At just $4799 plus on-road costs, it’s a bargain way to enter the market or add a second bike to your garage.
Hartford motorcycles and scooters are made in Taiwan and imported by Joe Fisher of Hartford Australia, based in Ballina.
Joe also imports the Hartford 125cc Sienna ($3399) and 300cc Vita ($6199) scooters. The Sienna comes with a one-year warranty and the Vita with a 24-month warranty.
He recently invited me to ride the bike and scooters over Mt Tamborine in south-east Queensland.
First impression of the Classic 250 is that it looks great.
Styling is very retro and quality of parts and build is as good as bargain Japanese bikes.
If you are into customising bikes, there wouldn’t be much to do as the front and rear fenders are chopped already and the rest of the bike’s styling is spot-on.
Perhaps the only modifications I’d make is swapping to Ace bars and bar-end mirrors for a cafe racer look or MX bars and upswept pipe for a scrambler/tracker feel.
Surprisingly the Classic 250 has an easy-to-read digital single instrument dial and all LED lighting. That means headlight, indicators, brake and taillight are all bright LEDs.
The bike also comes with front and rear discs with ABS as required on all 125cc+ motorcycles from November this year.
It is powered by an air-cooled 223cc four-stroke engine with just 13kW of power at a dizzy 9000 revs.
You have to rev it and use the gears to get the most out of the single-cylinder engine, but it will run ahead of most of the city traffic up to a claimed top speed of 111km/h.
However, the transmission is geared way too low and you quickly flick through to the fifth and final gear by 60km/h where it buzzes quite a lot.
Joe says he plans to add a tooth to the front to decrease the ratios and provide a better spread of gears.
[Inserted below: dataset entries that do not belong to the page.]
//! # PollSocket Core
//!
//! Protocol building blocks for the PollSocket server.
//!
//! This crate holds everything that does not depend on the event loop:
//!
//! - Error handling and types
//! - WebSocket frame encoding and incremental decoding
//! - The HTTP upgrade handshake (parsing and negotiation)
//! - Protocol constants and the HTTP status-line table
//! - The transport seam used to plug in an external security context

#![cfg_attr(docsrs, feature(doc_cfg))]
#![warn(missing_docs, missing_debug_implementations, rust_2018_idioms)]

// Core modules
pub mod error;
pub mod frame;
pub mod handshake;
pub mod protocol;
pub mod transport;

// Prelude module with common imports
pub mod prelude;

// Re-export key types for convenience
pub use error::{CloseCode, Error, Result};
pub use frame::{Frame, FrameParser, MaskPolicy};
pub use handshake::{HandshakeRequest, Negotiation};
pub use protocol::Opcode;
pub use transport::{PlainContext, SecurityContext, TransportStream};
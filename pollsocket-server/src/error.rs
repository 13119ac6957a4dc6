//! Error handling for the WebSocket server
//!
//! Failures fall into three groups. Protocol errors (malformed handshake or
//! frame) close one connection. Transport errors (a read or write failing on
//! an established connection) close one connection and invoke the "error"
//! callback. Setup errors (bind failure, readiness primitive failure) end
//! `Server::run`.

use pollsocket_core::error::{ConfigError, Error};
use std::io;

/// Server-specific errors
#[derive(Debug, thiserror::Error)]
pub enum ServerError {
    /// Configuration error
    #[error("Configuration error: {0}")]
    Config(#[from] ConfigError),

    /// Malformed handshake or frame
    #[error("Protocol error: {0}")]
    Protocol(#[from] Error),

    /// Read or write failure on an established connection
    #[error("Transport error: {0}")]
    Transport(#[from] TransportError),

    /// Process-fatal failure
    #[error("Setup error: {0}")]
    Setup(#[from] SetupError),

    /// The connection was already closed
    #[error("Connection closed")]
    Closed,
}

impl ServerError {
    /// True for errors that terminate the event loop
    pub fn is_fatal(&self) -> bool {
        matches!(self, ServerError::Setup(_))
    }

    /// True for errors that are reported through the "error" callback
    pub fn is_reported(&self) -> bool {
        matches!(self, ServerError::Transport(_) | ServerError::Setup(_))
    }

    /// Copy of this error; I/O sources keep their kind and message
    pub(crate) fn replicate(&self) -> ServerError {
        match self {
            ServerError::Config(e) => ServerError::Config(e.clone()),
            ServerError::Protocol(e) => ServerError::Protocol(match e {
                Error::Protocol(e) => Error::Protocol(e.clone()),
                Error::Frame(e) => Error::Frame(e.clone()),
                Error::Config(e) => Error::Config(e.clone()),
            }),
            ServerError::Transport(e) => ServerError::Transport(match e {
                TransportError::Read(e) => TransportError::Read(copy_io(e)),
                TransportError::Write(e) => TransportError::Write(copy_io(e)),
                TransportError::Eof => TransportError::Eof,
                TransportError::Accept(e) => TransportError::Accept(copy_io(e)),
            }),
            ServerError::Setup(e) => ServerError::Setup(match e {
                SetupError::Bind { address, source } => SetupError::Bind {
                    address: address.clone(),
                    source: copy_io(source),
                },
                SetupError::Listener(e) => SetupError::Listener(copy_io(e)),
                SetupError::Poll(e) => SetupError::Poll(copy_io(e)),
                SetupError::Signals(e) => SetupError::Signals(copy_io(e)),
            }),
            ServerError::Closed => ServerError::Closed,
        }
    }
}

fn copy_io(e: &io::Error) -> io::Error {
    io::Error::new(e.kind(), e.to_string())
}

/// Transport errors
#[derive(Debug, thiserror::Error)]
pub enum TransportError {
    /// Reading from the connection failed
    #[error("Read failed: {0}")]
    Read(#[source] io::Error),

    /// Writing to the connection failed
    #[error("Write failed: {0}")]
    Write(#[source] io::Error),

    /// The peer closed the stream without a CLOSE frame
    #[error("Connection reset by peer")]
    Eof,

    /// Accepting a new connection failed
    #[error("Accept failed: {0}")]
    Accept(#[source] io::Error),
}

/// Setup errors
#[derive(Debug, thiserror::Error)]
pub enum SetupError {
    /// The listening socket could not be bound
    #[error("Failed to bind {address}: {source}")]
    Bind {
        address: String,
        #[source]
        source: io::Error,
    },

    /// The listening socket could not be prepared
    #[error("Failed to configure listener: {0}")]
    Listener(#[source] io::Error),

    /// The readiness primitive could not be created or failed while waiting
    #[error("Readiness poll failed: {0}")]
    Poll(#[source] io::Error),

    /// Signal listeners could not be installed
    #[error("Failed to install signal handlers: {0}")]
    Signals(#[source] io::Error),
}

/// Result type alias for server operations
pub type ServerResult<T> = std::result::Result<T, ServerError>;
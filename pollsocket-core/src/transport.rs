//! Transport layer abstraction
//!
//! The event loop works on anything that is a readable, writable file
//! descriptor. A [`SecurityContext`] turns each accepted TCP stream into such
//! a transport, which is where an externally configured TLS layer plugs in.

use std::fmt;
use std::io::{self, Read, Write};
use std::net::{Shutdown, TcpStream};
use std::os::fd::AsFd;
use std::os::unix::net::UnixStream;

/// Byte stream owned by one connection
pub trait TransportStream: Read + Write + AsFd + fmt::Debug {
    /// Stable identifier of the remote end
    fn peer_id(&self) -> String;

    /// Switch the stream between blocking and non-blocking mode
    fn set_nonblocking(&self, nonblocking: bool) -> io::Result<()>;

    /// Shut down the write half so the peer sees end-of-stream
    fn shutdown(&self) -> io::Result<()>;
}

impl TransportStream for TcpStream {
    fn peer_id(&self) -> String {
        match self.peer_addr() {
            Ok(addr) => addr.to_string(),
            Err(_) => "unknown".to_string(),
        }
    }

    fn set_nonblocking(&self, nonblocking: bool) -> io::Result<()> {
        TcpStream::set_nonblocking(self, nonblocking)
    }

    fn shutdown(&self) -> io::Result<()> {
        TcpStream::shutdown(self, Shutdown::Write)
    }
}

impl TransportStream for UnixStream {
    fn peer_id(&self) -> String {
        match self.peer_addr() {
            Ok(addr) => match addr.as_pathname() {
                Some(path) => path.display().to_string(),
                None => "unix:unnamed".to_string(),
            },
            Err(_) => "unknown".to_string(),
        }
    }

    fn set_nonblocking(&self, nonblocking: bool) -> io::Result<()> {
        UnixStream::set_nonblocking(self, nonblocking)
    }

    fn shutdown(&self) -> io::Result<()> {
        UnixStream::shutdown(self, Shutdown::Write)
    }
}

/// Opaque transport/security context applied to every accepted connection
pub trait SecurityContext: fmt::Debug {
    /// Wrap a freshly accepted stream
    fn wrap(&self, stream: TcpStream) -> io::Result<Box<dyn TransportStream>>;
}

/// Context that passes plain TCP streams through unchanged
#[derive(Debug, Clone, Copy, Default)]
pub struct PlainContext;

impl SecurityContext for PlainContext {
    fn wrap(&self, stream: TcpStream) -> io::Result<Box<dyn TransportStream>> {
        Ok(Box::new(stream))
    }
}

#[cfg(test)]
mod tests {
    use super::*;
    use std::net::TcpListener;

    #[test]
    fn test_plain_context_keeps_peer_address() {
        let listener = TcpListener::bind("127.0.0.1:0").unwrap();
        let client = TcpStream::connect(listener.local_addr().unwrap()).unwrap();
        let (accepted, _) = listener.accept().unwrap();

        let stream = PlainContext.wrap(accepted).unwrap();
        assert_eq!(stream.peer_id(), client.local_addr().unwrap().to_string());
    }

    #[test]
    fn test_unix_pair_round_trip() {
        let (mut a, mut b) = UnixStream::pair().unwrap();
        a.write_all(b"ping").unwrap();
        TransportStream::shutdown(&a).unwrap();

        let mut received = Vec::new();
        b.read_to_end(&mut received).unwrap();
        assert_eq!(received, b"ping");
        assert_eq!(b.peer_id(), "unix:unnamed");
    }
}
That would decrease the buzz and mean fewer gear changes in traffic which would be handy as the cable clutch is quite heavy. However, the transmission feels as slick as most Japanese models with no false neutrals and neutral easy to find.
At just 132kg wringing wet, it’s as light as a feather and a joy to flick around the city streets.
I wasn’t particular happy with the standard Taiwanese Duro HF308 tyres on the 18-inch wheels.
They look like classic Firestone tyres with that zig-zag tread and angular edge. That makes them flop a bit in corners which takes a bit of getting used to. They also are plasticky and grip isn’t great.
Suspension is rudimentary with soft forks that dive under braking and a hard spring with an under-damped shock, yet it all works just fine thanks to the low bike weight.
I didn’t encounter any dramas over the bumps and lumps of Mt T carrying my 80kg frame around, but a heavier rider might struggle.
Over our short ride, we didn’t get a chance to drain a tank, but the claimed economy of 2.5L/100km would provide more than 450km of range from the generous 12-litre tank.
Joe is offering a 24-month and 24,000km warranty. He hopes to have dealers in Ballina, the Gold Coast and Brisbane.
The scooters also looked like Japanese quality scooters and behaved in a similar manner.
Their prices and features make them a great bargain.
They would make a great second machine as an alternative for commuting, small grocery shopping or a quick ride to your favourite cafe.